//! In-memory views that record what the widgets rendered.
//!
//! Used by hosts without a DOM (server-side previews, terminal front ends) and
//! by the test suites.

use std::sync::Mutex;
use std::sync::atomic::{AtomicBool, AtomicUsize, Ordering};

use url::Url;

use super::{Dismissible, Navigator, SelectField, SelectOption, SubmitControl, TextField};
use crate::lock;

#[derive(Debug, Default)]
pub struct HeadlessField {
    error: Mutex<Option<String>>,
    invalid: AtomicBool,
}

impl HeadlessField {
    pub fn new() -> Self {
        Self::default()
    }

    pub fn error(&self) -> Option<String> {
        lock(&self.error).clone()
    }

    pub fn is_invalid(&self) -> bool {
        self.invalid.load(Ordering::SeqCst)
    }
}

impl TextField for HeadlessField {
    fn show_error(&self, message: &str) {
        *lock(&self.error) = Some(message.to_string());
    }

    fn clear_error(&self) {
        *lock(&self.error) = None;
    }

    fn set_invalid(&self, invalid: bool) {
        self.invalid.store(invalid, Ordering::SeqCst);
    }
}

#[derive(Debug)]
pub struct HeadlessSubmit {
    enabled: AtomicBool,
    changes: AtomicUsize,
}

impl HeadlessSubmit {
    pub fn new() -> Self {
        Self {
            enabled: AtomicBool::new(true),
            changes: AtomicUsize::new(0),
        }
    }

    pub fn is_enabled(&self) -> bool {
        self.enabled.load(Ordering::SeqCst)
    }

    /// How many times a widget set the control's state.
    pub fn changes(&self) -> usize {
        self.changes.load(Ordering::SeqCst)
    }
}

impl Default for HeadlessSubmit {
    fn default() -> Self {
        Self::new()
    }
}

impl SubmitControl for HeadlessSubmit {
    fn set_enabled(&self, enabled: bool) {
        self.enabled.store(enabled, Ordering::SeqCst);
        self.changes.fetch_add(1, Ordering::SeqCst);
    }
}

#[derive(Debug, Default)]
pub struct HeadlessSelect {
    options: Mutex<Vec<SelectOption>>,
    rebuilds: AtomicUsize,
}

impl HeadlessSelect {
    pub fn new(options: Vec<SelectOption>) -> Self {
        Self {
            options: Mutex::new(options),
            rebuilds: AtomicUsize::new(0),
        }
    }

    pub fn options(&self) -> Vec<SelectOption> {
        lock(&self.options).clone()
    }

    pub fn labels(&self) -> Vec<String> {
        lock(&self.options)
            .iter()
            .map(|option| option.label.clone())
            .collect()
    }

    pub fn rebuilds(&self) -> usize {
        self.rebuilds.load(Ordering::SeqCst)
    }
}

impl SelectField for HeadlessSelect {
    fn replace_options(&self, options: Vec<SelectOption>) {
        *lock(&self.options) = options;
        self.rebuilds.fetch_add(1, Ordering::SeqCst);
    }
}

#[derive(Debug)]
pub struct HeadlessAlert {
    open: AtomicBool,
    closes: AtomicUsize,
}

impl HeadlessAlert {
    pub fn new() -> Self {
        Self {
            open: AtomicBool::new(true),
            closes: AtomicUsize::new(0),
        }
    }

    pub fn closes(&self) -> usize {
        self.closes.load(Ordering::SeqCst)
    }
}

impl Default for HeadlessAlert {
    fn default() -> Self {
        Self::new()
    }
}

impl Dismissible for HeadlessAlert {
    fn is_open(&self) -> bool {
        self.open.load(Ordering::SeqCst)
    }

    fn close(&self) {
        self.open.store(false, Ordering::SeqCst);
        self.closes.fetch_add(1, Ordering::SeqCst);
    }
}

#[derive(Debug)]
pub struct HeadlessNavigator {
    current: Mutex<Url>,
    history: Mutex<Vec<Url>>,
}

impl HeadlessNavigator {
    pub fn new(start: Url) -> Self {
        Self {
            current: Mutex::new(start),
            history: Mutex::new(Vec::new()),
        }
    }

    /// Every URL navigated to, oldest first.
    pub fn history(&self) -> Vec<Url> {
        lock(&self.history).clone()
    }
}

impl Navigator for HeadlessNavigator {
    fn current_url(&self) -> Url {
        lock(&self.current).clone()
    }

    fn navigate(&self, to: Url) {
        lock(&self.history).push(to.clone());
        *lock(&self.current) = to;
    }
}
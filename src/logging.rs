use std::fmt;
use std::sync::Once;

use tracing_subscriber::EnvFilter;
use uuid::Uuid;

/// Sanitized wrapper for values a user typed into a form field.
///
/// Only the first character and the length survive, which is enough to
/// correlate keystrokes in a trace without leaking what was entered.
#[derive(Debug, Clone)]
pub struct SanitizedValue(String);

impl SanitizedValue {
    pub fn new(value: impl AsRef<str>) -> Self {
        Self(Self::sanitize(value.as_ref()))
    }

    fn sanitize(value: &str) -> String {
        let len = value.chars().count();
        match value.chars().next() {
            None => "<empty>".to_string(),
            Some(_) if len <= 2 => format!("{}(len={len})", "*".repeat(len)),
            Some(first) => format!("{first}***(len={len})"),
        }
    }
}

impl fmt::Display for SanitizedValue {
    fn fmt(&self, f: &mut fmt::Formatter<'_>) -> fmt::Result {
        write!(f, "{}", self.0)
    }
}

/// Identity of one bound widget, safe to log.
#[derive(Debug, Clone, Copy, PartialEq, Eq, Hash)]
pub struct FieldId(pub Uuid);

impl FieldId {
    pub fn new() -> Self {
        FieldId(Uuid::new_v4())
    }
}

impl Default for FieldId {
    fn default() -> Self {
        Self::new()
    }
}

impl fmt::Display for FieldId {
    fn fmt(&self, f: &mut fmt::Formatter<'_>) -> fmt::Result {
        write!(f, "{}", self.0)
    }
}

impl From<Uuid> for FieldId {
    fn from(uuid: Uuid) -> Self {
        FieldId(uuid)
    }
}

/// UI event types for structured logging
#[derive(Debug, Clone, Copy, PartialEq, Eq)]
pub enum HookEvent {
    ValidationIssued,
    ValidationApplied,
    ValidationFailed,
    ValidationRejected,
    ValidationCleared,
    StaleResponseDiscarded,
    CategoriesLoaded,
    CategoriesFailed,
    AlertDismissed,
    ViewReset,
}

impl HookEvent {
    pub fn as_str(&self) -> &'static str {
        match self {
            HookEvent::ValidationIssued => "validation_issued",
            HookEvent::ValidationApplied => "validation_applied",
            HookEvent::ValidationFailed => "validation_failed",
            HookEvent::ValidationRejected => "validation_rejected",
            HookEvent::ValidationCleared => "validation_cleared",
            HookEvent::StaleResponseDiscarded => "stale_response_discarded",
            HookEvent::CategoriesLoaded => "categories_loaded",
            HookEvent::CategoriesFailed => "categories_failed",
            HookEvent::AlertDismissed => "alert_dismissed",
            HookEvent::ViewReset => "view_reset",
        }
    }

    /// Events an operator should see without turning on debug output.
    pub fn is_notable(&self) -> bool {
        matches!(
            self,
            HookEvent::ValidationFailed | HookEvent::CategoriesFailed
        )
    }
}

impl fmt::Display for HookEvent {
    fn fmt(&self, f: &mut fmt::Formatter<'_>) -> fmt::Result {
        write!(f, "{}", self.as_str())
    }
}

/// Log a UI event with sanitized context
#[macro_export]
macro_rules! log_hook_event {
    ($event:expr, $($field:tt)*) => {
        if $event.is_notable() {
            tracing::warn!(
                ui_event = %$event,
                event_type = "ui",
                $($field)*
            );
        } else {
            tracing::info!(
                ui_event = %$event,
                event_type = "ui",
                $($field)*
            );
        }
    };
}

static INIT: Once = Once::new();

/// Installs a `fmt` subscriber filtered by `RUST_LOG` (default `info`).
///
/// Safe to call more than once; only the first call has an effect.
pub fn init_tracing() {
    INIT.call_once(|| {
        let filter = EnvFilter::try_from_default_env().unwrap_or_else(|_| EnvFilter::new("info"));
        let _ = tracing_subscriber::fmt()
            .with_target(false)
            .with_env_filter(filter)
            .try_init();
    });
}
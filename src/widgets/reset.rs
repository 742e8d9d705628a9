use std::sync::Arc;

use url::Url;

use crate::logging::HookEvent;
use crate::ui::Navigator;

/// The current page with every filter dropped: origin and path only.
pub fn reset_target(current: &Url) -> Url {
    let mut target = current.clone();
    target.set_query(None);
    target.set_fragment(None);
    // Credentials are not part of the origin; failures only mean the URL has none.
    let _ = target.set_username("");
    let _ = target.set_password(None);
    target
}

/// Button that reloads a chart page without its query parameters.
#[derive(Clone)]
pub struct ResetButton {
    navigator: Arc<dyn Navigator>,
}

impl ResetButton {
    pub fn bind(navigator: Arc<dyn Navigator>) -> Self {
        Self { navigator }
    }

    /// Navigates to [`reset_target`] of the current location and returns it.
    pub fn on_click(&self) -> Url {
        let current = self.navigator.current_url();
        let target = reset_target(&current);
        crate::log_hook_event!(
            HookEvent::ViewReset,
            path = target.path(),
            dropped_query = current.query().is_some(),
            "Resetting view"
        );
        self.navigator.navigate(target.clone());
        target
    }
}
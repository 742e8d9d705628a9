use std::sync::{Arc, Mutex};

use tokio::task::JoinHandle;

use super::sequence::{RequestSequence, Ticket};
use crate::errors::HookError;
use crate::lock;
use crate::logging::{FieldId, HookEvent};
use crate::models::{CategoryOption, TransactionType};
use crate::remote::CategorySource;
use crate::ui::{SelectField, SelectOption};

const WIDGET: &str = "category_select";

struct DropdownInner {
    id: FieldId,
    source: Arc<dyn CategorySource>,
    select: Arc<dyn SelectField>,
    sequence: Mutex<RequestSequence>,
}

/// Category `<select>` repopulated whenever the transaction type changes.
#[derive(Clone)]
pub struct DependentDropdown {
    inner: Arc<DropdownInner>,
}

impl DependentDropdown {
    pub fn bind(source: Arc<dyn CategorySource>, select: Arc<dyn SelectField>) -> Self {
        Self {
            inner: Arc::new(DropdownInner {
                id: FieldId::new(),
                source,
                select,
                sequence: Mutex::new(RequestSequence::new()),
            }),
        }
    }

    pub fn id(&self) -> FieldId {
        self.inner.id
    }

    /// Handles a change of the type selector to `raw` (its option value).
    ///
    /// # Panics
    ///
    /// Panics if a known type code arrives outside a Tokio runtime, since the
    /// fetch is spawned onto the current one.
    pub fn on_type_change(&self, raw: &str) -> Option<JoinHandle<()>> {
        let inner = &self.inner;
        let mut sequence = lock(&inner.sequence);
        let ticket = sequence.issue();

        if raw.trim().is_empty() {
            inner.select.replace_options(vec![SelectOption::placeholder()]);
            return None;
        }

        let kind = match raw.parse::<TransactionType>() {
            Ok(kind) => kind,
            Err(err) => {
                HookError::from(err).log_soft_failure(HookEvent::CategoriesFailed, WIDGET);
                return None;
            }
        };

        drop(sequence);
        Some(tokio::spawn(Arc::clone(inner).load(ticket, kind)))
    }
}

impl DropdownInner {
    async fn load(self: Arc<Self>, ticket: Ticket, kind: TransactionType) {
        let outcome = self.source.categories(kind).await;

        let sequence = lock(&self.sequence);
        if !sequence.is_current(ticket) {
            tracing::debug!(
                ui_event = %HookEvent::StaleResponseDiscarded,
                field_id = %self.id,
                %ticket,
                %kind,
                "Discarding stale category list"
            );
            return;
        }

        match outcome {
            Ok(categories) => {
                let count = categories.len();
                self.select.replace_options(render_options(categories));
                crate::log_hook_event!(
                    HookEvent::CategoriesLoaded,
                    field_id = %self.id,
                    %kind,
                    count,
                    "Category options replaced"
                );
            }
            Err(err) => err.log_soft_failure(HookEvent::CategoriesFailed, WIDGET),
        }
    }
}

/// Placeholder first, then one option per category in server order.
pub fn render_options(categories: Vec<CategoryOption>) -> Vec<SelectOption> {
    std::iter::once(SelectOption::placeholder())
        .chain(
            categories
                .into_iter()
                .map(|category| SelectOption::new(category.id.to_string(), category.name)),
        )
        .collect()
}
pub mod category;
pub mod validation;

use thiserror::Error;

pub use category::{CATEGORY_NAME_MAX_CHARS, CategoryName, CategoryOption, TransactionType};
pub use validation::{FieldState, ValidationRequest, ValidationResult};

#[derive(Debug, Error)]
pub enum ModelValidationError {
    #[error("category name must be at most {} characters", CATEGORY_NAME_MAX_CHARS)]
    CategoryNameTooLong,
    #[error("transaction type must be one of INC or EXP, got {0:?}")]
    UnknownTransactionType(String),
}

pub type ModelResult<T> = Result<T, ModelValidationError>;
use serde::{Deserialize, Serialize};

/// The value a field held when its check was dispatched.
#[derive(Debug, Clone, PartialEq, Eq)]
pub struct ValidationRequest {
    pub field_value: String,
}

impl ValidationRequest {
    pub fn new(field_value: impl Into<String>) -> Self {
        Self {
            field_value: field_value.into(),
        }
    }
}

/// Body of the validation endpoint's success response.
#[derive(Debug, Clone, Copy, PartialEq, Eq, Serialize, Deserialize)]
pub struct ValidationResult {
    pub exists: bool,
}

/// Validity of a bound field as the user currently sees it.
#[derive(Debug, Clone, Copy, Default, PartialEq, Eq)]
pub enum FieldState {
    #[default]
    Empty,
    Pending,
    Valid,
    Invalid,
}
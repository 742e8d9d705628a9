use std::fmt;

/// Tag carried by one round-trip; only the latest ticket may touch the view.
#[derive(Debug, Clone, Copy, PartialEq, Eq, PartialOrd, Ord, Hash)]
pub struct Ticket(u64);

impl Ticket {
    pub fn value(&self) -> u64 {
        self.0
    }
}

impl fmt::Display for Ticket {
    fn fmt(&self, f: &mut fmt::Formatter<'_>) -> fmt::Result {
        write!(f, "#{}", self.0)
    }
}

/// Per-widget monotonic counter imposing latest-request-wins.
///
/// Callers keep it behind the same lock as the state it guards so that issuing
/// a ticket and applying a result never interleave.
#[derive(Debug, Default)]
pub struct RequestSequence {
    latest: u64,
}

impl RequestSequence {
    pub fn new() -> Self {
        Self::default()
    }

    /// Issues a new ticket, making every outstanding one stale.
    pub fn issue(&mut self) -> Ticket {
        self.latest += 1;
        Ticket(self.latest)
    }

    pub fn is_current(&self, ticket: Ticket) -> bool {
        ticket.0 == self.latest
    }

    pub fn latest(&self) -> Option<Ticket> {
        (self.latest > 0).then_some(Ticket(self.latest))
    }
}

#[cfg(test)]
mod tests {
    use super::*;

    #[test]
    fn test_tickets_increase() {
        let mut sequence = RequestSequence::new();
        let first = sequence.issue();
        let second = sequence.issue();
        assert!(second > first);
        assert_eq!(sequence.latest(), Some(second));
    }

    #[test]
    fn test_only_latest_is_current() {
        let mut sequence = RequestSequence::new();
        let first = sequence.issue();
        assert!(sequence.is_current(first));

        let second = sequence.issue();
        assert!(!sequence.is_current(first));
        assert!(sequence.is_current(second));
    }

    #[test]
    fn test_fresh_sequence_has_no_latest() {
        assert!(RequestSequence::new().latest().is_none());
    }

    #[test]
    fn test_ticket_display() {
        let mut sequence = RequestSequence::new();
        assert_eq!(sequence.issue().to_string(), "#1");
    }
}
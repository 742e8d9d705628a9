use std::sync::Arc;

use crate::config::HooksConfig;
use crate::errors::HookResult;
use crate::remote::TrackerClient;
use crate::ui::{Dismissible, Navigator, SelectField, SubmitControl, TextField};
use crate::widgets::{
    AlertDismisser, DependentDropdown, DismissGuard, FieldOptions, RemoteValidationField,
    ResetButton,
};

/// Wires the tracker's widgets to one configuration and HTTP client.
#[derive(Debug, Clone)]
pub struct PageHooks {
    client: TrackerClient,
}

impl PageHooks {
    pub fn new(config: HooksConfig) -> HookResult<Self> {
        Ok(Self {
            client: TrackerClient::new(config)?,
        })
    }

    pub fn from_env() -> HookResult<Self> {
        Self::new(HooksConfig::from_env()?)
    }

    pub fn config(&self) -> &HooksConfig {
        self.client.config()
    }

    pub fn client(&self) -> &TrackerClient {
        &self.client
    }

    /// Category form: name uniqueness gating the submit button.
    pub fn category_name_field(
        &self,
        input: Arc<dyn TextField>,
        submit: Arc<dyn SubmitControl>,
    ) -> RemoteValidationField {
        RemoteValidationField::bind_with(
            input,
            Arc::new(self.client.validator()),
            submit,
            FieldOptions::from_config(self.config()),
        )
    }

    /// Transaction form: category choices following the type selector.
    pub fn category_dropdown(&self, select: Arc<dyn SelectField>) -> DependentDropdown {
        DependentDropdown::bind(Arc::new(self.client.category_source()), select)
    }

    pub fn dismiss_alerts(&self, alerts: Vec<Arc<dyn Dismissible>>) -> DismissGuard {
        AlertDismisser::from_config(self.config()).schedule(alerts)
    }

    pub fn reset_button(&self, navigator: Arc<dyn Navigator>) -> ResetButton {
        ResetButton::bind(navigator)
    }
}
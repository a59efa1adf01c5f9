//! End-to-end scenarios exercising the public solver protocol.

use cassowary::{Constraint, RelationalOperator, Solver, Strength, Variable};

#[test]
fn s1_simple_equality() {
    let mut solver = Solver::new();
    let x = Variable::named("x");
    solver.add_constraint(Constraint::required(x.clone(), RelationalOperator::Equal, 20.0)).unwrap();
    solver.update_variables();
    assert!((x.value() - 20.0).abs() < 1e-6);
}

#[test]
fn s2_chained_inequalities() {
    let mut solver = Solver::new();
    let x = Variable::named("x");
    solver.add_constraint(Constraint::required(x.clone(), RelationalOperator::GreaterOrEqual, 10.0)).unwrap();
    solver.add_constraint(Constraint::required(x.clone(), RelationalOperator::LessOrEqual, 20.0)).unwrap();
    solver
        .add_constraint(Constraint::with_rhs(x.clone(), RelationalOperator::Equal, 15.0, Strength::STRONG))
        .unwrap();
    solver.update_variables();
    assert!((x.value() - 15.0).abs() < 1e-6);
}

#[test]
fn s3_conflict_leaves_solver_unchanged() {
    let mut solver = Solver::new();
    let x = Variable::named("x");
    solver.add_constraint(Constraint::required(x.clone(), RelationalOperator::Equal, 10.0)).unwrap();
    solver.update_variables();
    assert!((x.value() - 10.0).abs() < 1e-6);

    let conflicting = Constraint::required(x.clone(), RelationalOperator::Equal, 20.0);
    let err = solver.add_constraint(conflicting.clone());
    assert!(err.is_err());
    assert!(!solver.has_constraint(&conflicting));

    solver.update_variables();
    assert!((x.value() - 10.0).abs() < 1e-6);
}

#[test]
fn s4_weighted_compromise_splits_evenly() {
    let mut solver = Solver::new();
    let x = Variable::named("x");
    let y = Variable::named("y");
    solver
        .add_constraint(Constraint::required(x.clone() + y.clone(), RelationalOperator::Equal, 20.0))
        .unwrap();
    solver.add_constraint(Constraint::with_rhs(x.clone(), RelationalOperator::Equal, 0.0, Strength::WEAK)).unwrap();
    solver.add_constraint(Constraint::with_rhs(y.clone(), RelationalOperator::Equal, 0.0, Strength::WEAK)).unwrap();
    solver.update_variables();
    assert!((x.value() - 10.0).abs() < 1e-6);
    assert!((y.value() - 10.0).abs() < 1e-6);
}

#[test]
fn s5_edit_variable_holds_a_required_bound() {
    let mut solver = Solver::new();
    let x = Variable::named("x");
    solver.add_constraint(Constraint::required(x.clone(), RelationalOperator::GreaterOrEqual, 0.0)).unwrap();
    solver.add_edit_variable(&x, Strength::STRONG).unwrap();

    solver.suggest_value(&x, 42.0).unwrap();
    solver.update_variables();
    assert!((x.value() - 42.0).abs() < 1e-6);

    solver.suggest_value(&x, -5.0).unwrap();
    solver.update_variables();
    assert!(x.value().abs() < 1e-6);
}

#[test]
fn s6_strength_hierarchy_falls_back_after_removal() {
    let mut solver = Solver::new();
    let x = Variable::named("x");
    let medium = Constraint::with_rhs(x.clone(), RelationalOperator::Equal, 100.0, Strength::MEDIUM);
    let weak = Constraint::with_rhs(x.clone(), RelationalOperator::Equal, 0.0, Strength::WEAK);
    solver.add_constraint(medium.clone()).unwrap();
    solver.add_constraint(weak).unwrap();
    solver.update_variables();
    assert!((x.value() - 100.0).abs() < 1e-6);

    solver.remove_constraint(&medium).unwrap();
    solver.update_variables();
    assert!(x.value().abs() < 1e-6);
}

#[test]
fn required_constraints_are_satisfied_within_epsilon_after_update() {
    let mut solver = Solver::new();
    let x = Variable::named("x");
    let y = Variable::named("y");
    solver.add_constraint(Constraint::required(x.clone(), RelationalOperator::GreaterOrEqual, 5.0)).unwrap();
    solver.add_constraint(Constraint::required(y.clone(), RelationalOperator::LessOrEqual, x.clone())).unwrap();
    solver.add_constraint(Constraint::with_rhs(y.clone(), RelationalOperator::Equal, 2.0, Strength::STRONG)).unwrap();
    solver.update_variables();

    assert!(x.value() >= 5.0 - 1e-6);
    assert!(y.value() <= x.value() + 1e-6);
}

#[test]
fn duplicate_and_unknown_constraint_errors_round_trip() {
    let mut solver = Solver::new();
    let x = Variable::new();
    let c = Constraint::required(x, RelationalOperator::Equal, 1.0);
    solver.add_constraint(c.clone()).unwrap();
    assert!(solver.add_constraint(c.clone()).is_err());
    solver.remove_constraint(&c).unwrap();
    assert!(solver.remove_constraint(&c).is_err());
}

#[test]
fn edit_variable_lifecycle_rejects_duplicates_and_unknowns() {
    let mut solver = Solver::new();
    let x = Variable::new();
    assert!(solver.suggest_value(&x, 1.0).is_err());
    solver.add_edit_variable(&x, Strength::MEDIUM).unwrap();
    assert!(solver.add_edit_variable(&x, Strength::MEDIUM).is_err());
    solver.remove_edit_variable(&x).unwrap();
    assert!(solver.remove_edit_variable(&x).is_err());
}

-- Problem --
Match on "HeadlessSubmit": copy every line in the records that has it.

-- Task solution --
pub struct HeadlessSubmit {
impl HeadlessSubmit {
impl Default for HeadlessSubmit {
impl SubmitControl for HeadlessSubmit {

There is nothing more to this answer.